(SUPPLIED RECORDS begins)

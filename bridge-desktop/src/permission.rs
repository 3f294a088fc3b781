//! In-memory Permission Service
//!
//! Desktop operating systems have no runtime storage grants, so the default
//! service reports version `0` and the negotiator never calls into it. The
//! same type doubles as an emulator for hosts that do: give it an API level
//! and it keeps a grant table, answering batched requests immediately.

use async_trait::async_trait;
use bridge_traits::{
    error::Result,
    permission::{Capability, GrantState, OsVersion, PermissionService},
};
use std::collections::HashSet;
use std::sync::Mutex;
use tracing::debug;

pub struct InMemoryPermissionService {
    os_version: OsVersion,
    granted: Mutex<HashSet<Capability>>,
    grant_on_request: bool,
    requests: Mutex<Vec<Vec<Capability>>>,
}

impl InMemoryPermissionService {
    /// Service for a host without runtime permissions.
    pub fn desktop() -> Self {
        Self::with_version(0)
    }

    /// Service emulating `os_version` with nothing granted yet.
    pub fn with_version(os_version: OsVersion) -> Self {
        Self {
            os_version,
            granted: Mutex::new(HashSet::new()),
            grant_on_request: true,
            requests: Mutex::new(Vec::new()),
        }
    }

    /// Pre-grant `capabilities`.
    pub fn with_granted(self, capabilities: &[Capability]) -> Self {
        self.lock_granted().extend(capabilities.iter().copied());
        self
    }

    /// Leave requests unanswered, as if the user denied every prompt.
    pub fn denying_requests(mut self) -> Self {
        self.grant_on_request = false;
        self
    }

    /// Every batch passed to [`PermissionService::request`], in order.
    pub fn requests(&self) -> Vec<Vec<Capability>> {
        self.requests
            .lock()
            .unwrap_or_else(|poisoned| poisoned.into_inner())
            .clone()
    }

    fn lock_granted(&self) -> std::sync::MutexGuard<'_, HashSet<Capability>> {
        self.granted
            .lock()
            .unwrap_or_else(|poisoned| poisoned.into_inner())
    }
}

impl Default for InMemoryPermissionService {
    fn default() -> Self {
        Self::desktop()
    }
}

#[async_trait]
impl PermissionService for InMemoryPermissionService {
    fn os_version(&self) -> OsVersion {
        self.os_version
    }

    async fn check(&self, capability: Capability) -> Result<GrantState> {
        if self.lock_granted().contains(&capability) {
            Ok(GrantState::Granted)
        } else {
            Ok(GrantState::Denied)
        }
    }

    async fn request(&self, capabilities: &[Capability]) -> Result<()> {
        self.requests
            .lock()
            .unwrap_or_else(|poisoned| poisoned.into_inner())
            .push(capabilities.to_vec());

        if self.grant_on_request {
            self.lock_granted().extend(capabilities.iter().copied());
        }

        debug!(count = capabilities.len(), granted = self.grant_on_request, "Permission request recorded");
        Ok(())
    }
}
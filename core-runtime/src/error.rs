use thiserror::Error;

#[derive(Error, Debug)]
pub enum Error {
    #[error("Configuration error: {0}")]
    Config(String),

    #[error("Capability missing: {capability} - {message}")]
    CapabilityMissing { capability: String, message: String },
}

pub type Result<T> = std::result::Result<T, Error>;
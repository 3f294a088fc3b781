//! Logging system demonstration
//!
//! Shows the output formats and the host sink mirroring an export's log lines.
//!
//! Run with:
//! ```bash
//! # Pretty format (default in debug)
//! cargo run --example logging_demo
//!
//! # JSON format
//! cargo run --example logging_demo -- json
//!
//! # Compact format with a custom filter
//! cargo run --example logging_demo -- compact "core_export=trace"
//! ```

use bridge_traits::log::{ConsoleLogger, LogLevel};
use core_runtime::logging::{init_logging, redact_locator, LogFormat, LoggingConfig};
use std::env;
use std::sync::Arc;
use tracing::{debug, info, instrument, warn};

#[tokio::main]
async fn main() {
    let args: Vec<String> = env::args().collect();

    let format = match args.get(1).map(String::as_str) {
        Some("json") => LogFormat::Json,
        Some("compact") => LogFormat::Compact,
        Some("pretty") => LogFormat::Pretty,
        _ => LogFormat::default(),
    };

    let mut config = LoggingConfig::default()
        .with_format(format)
        .with_level(LogLevel::Debug)
        .with_spans(true)
        .with_logger_sink(Arc::new(ConsoleLogger::new("SaveFile")));

    if let Some(filter) = args.get(2) {
        config = config.with_filter(filter.clone());
    }

    if let Err(e) = init_logging(config) {
        eprintln!("{}", e);
        return;
    }

    info!(format = ?format, "Logging initialized");

    simulate_export("content://com.android.providers.downloads.documents/document/42", "hello");
    simulate_export("", "orphaned payload");

    // Let spawned sink writes drain before exiting.
    tokio::task::yield_now().await;
}

#[instrument(target = "core_export::session", skip_all)]
fn simulate_export(locator: &str, payload: &str) {
    if locator.is_empty() {
        warn!(target: "core_export::session", code = "MISSING_URI", "Export write rejected");
        return;
    }

    debug!(target: "core_export::session", locator = %redact_locator(locator), "Opening target");
    info!(
        target: "core_export::session",
        locator = %redact_locator(locator),
        bytes = payload.len(),
        "Export written"
    );
}
//! # Export Core
//!
//! Permission-gated document creation and writing.
//!
//! ## Overview
//!
//! A host application that wants to save data to a user-chosen location goes
//! through two calls:
//!
//! - [`ExportSession::create_target`] asks the user, through the host picker,
//!   to name and place a new document, and yields its [`TargetHandle`].
//! - [`ExportSession::write_target`] replaces that document's content with a
//!   UTF-8 payload.
//!
//! Before either is useful, [`PermissionNegotiator::ensure_permissions`]
//! requests the storage capabilities matching the running OS version.
//!
//! Every rejection carries one of five stable [`ErrorCode`]s.
//!
//! ## Example
//!
//! ```ignore
//! use core_export::{ExportRequest, ExportSession, WriteRequest};
//!
//! let session = ExportSession::from_config(&config, events.clone());
//! let handle = session
//!     .create_target(ExportRequest::new("fleet.csv", "text/csv"))
//!     .await?;
//! session.write_target(WriteRequest::new(&handle, csv)).await?;
//! ```

pub mod error;
mod pending;
pub mod permissions;
pub mod session;
pub mod types;

pub use error::{ErrorCode, ExportError, Result};
pub use permissions::{required_band, PermissionBand, PermissionNegotiator, PermissionOutcome};
pub use session::ExportSession;
pub use types::{ExportRequest, TargetHandle, WriteRequest};
//! Core service façade and bootstrap helpers.
//!
//! This crate wires host-provided bridge implementations (document picker,
//! content resolver, permission service) into the export core. Desktop apps
//! typically enable the `desktop-shims` feature (which depends on
//! `bridge-desktop`), whereas mobile hosts inject their own bridges through
//! [`ExportConfig`].
//!
//! Hosts that speak the plugin protocol call [`CoreService::dispatch`] with a
//! method name and JSON arguments; see [`plugin`].

pub mod error;
pub mod plugin;

pub use error::{CoreError, Result};
pub use plugin::{PluginRejection, PLUGIN_NAME};

pub use core_export::{
    ErrorCode, ExportError, ExportRequest, PermissionBand, PermissionOutcome, TargetHandle,
    WriteRequest,
};
pub use core_runtime::config::{ExportConfig, ExportConfigBuilder, PermissionPolicy};
pub use core_runtime::events::{EventBus, ExportEvent};

use std::sync::Arc;

use core_export::{ExportSession, PermissionNegotiator};
use tokio::sync::{broadcast, OnceCell};
use tracing::info;

struct Inner {
    session: ExportSession,
    negotiator: PermissionNegotiator,
    permissions: OnceCell<PermissionOutcome>,
    events: EventBus,
}

/// Primary façade exposed to host applications.
#[derive(Clone)]
pub struct CoreService {
    inner: Arc<Inner>,
}

impl CoreService {
    /// Create a new service from a validated configuration.
    pub fn new(config: ExportConfig) -> Result<Self> {
        config.validate()?;

        let events = EventBus::new(config.event_buffer_size);
        let session = ExportSession::from_config(&config, events.clone());
        let negotiator = PermissionNegotiator::new(
            config.permission_service.clone(),
            config.permission_policy,
            events.clone(),
        );

        Ok(Self {
            inner: Arc::new(Inner {
                session,
                negotiator,
                permissions: OnceCell::new(),
                events,
            }),
        })
    }

    /// Negotiate storage permissions.
    ///
    /// Hosts call this when the plugin is loaded. Only the first call talks to
    /// the permission bridge; later calls return the recorded outcome.
    pub async fn start(&self) -> PermissionOutcome {
        *self
            .inner
            .permissions
            .get_or_init(|| async {
                let outcome = self.inner.negotiator.ensure_permissions().await;
                info!(outcome = ?outcome, "Export service started");
                outcome
            })
            .await
    }

    /// Outcome of [`start`](Self::start), if it has run.
    pub fn permission_outcome(&self) -> Option<PermissionOutcome> {
        self.inner.permissions.get().copied()
    }

    pub async fn create_target(
        &self,
        request: ExportRequest,
    ) -> core_export::Result<TargetHandle> {
        self.inner.session.create_target(request).await
    }

    pub async fn write_target(&self, request: WriteRequest) -> core_export::Result<()> {
        self.inner.session.write_target(request).await
    }

    pub fn events(&self) -> &EventBus {
        &self.inner.events
    }

    pub fn subscribe(&self) -> broadcast::Receiver<ExportEvent> {
        self.inner.events.subscribe()
    }

    /// Number of create-target calls waiting on the picker.
    pub fn pending_picks(&self) -> usize {
        self.inner.session.pending_picks()
    }

    /// Tear the service down. Waiting create-target calls resolve `Canceled`.
    pub fn shutdown(&self) {
        let canceled = self.inner.session.close();
        info!(canceled, "Export service shut down");
    }
}

/// Convenience bootstrapper for desktop hosts.
///
/// Wires the `bridge-desktop` defaults with documents created under
/// `export_dir`, then negotiates permissions.
///
/// ```no_run
/// # #[cfg(feature = "desktop-shims")]
/// # async fn example() -> core_service::Result<()> {
/// use core_service::{bootstrap_desktop, ExportRequest};
///
/// let core = bootstrap_desktop("/tmp/exports").await?;
/// let handle = core.create_target(ExportRequest::named("notes.txt")).await.ok();
/// # Ok(())
/// # }
/// ```
#[cfg(feature = "desktop-shims")]
pub async fn bootstrap_desktop(export_dir: impl Into<std::path::PathBuf>) -> Result<CoreService> {
    let picker = bridge_desktop::DesktopDocumentPicker::with_directory(export_dir.into());
    let config = ExportConfig::builder()
        .document_picker(Arc::new(picker))
        .build()
        .map_err(|err| CoreError::InitializationFailed(err.to_string()))?;

    let core = CoreService::new(config)?;
    core.start().await;
    Ok(core)
}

(SUPPLIED RECORDS ends)

If a line comes after the one that contains "into it. The", leave it out; return every line of the entries up to that point exactly, starting with the first, with that line included.

→ **EXPECTED ANSWER**
filename bridge-desktop/src/permission.rs
repository 3f294a088fc3b781
//! In-memory Permission Service
//!
//! Desktop operating systems have no runtime storage grants, so the default
//! service reports version `0` and the negotiator never calls into it. The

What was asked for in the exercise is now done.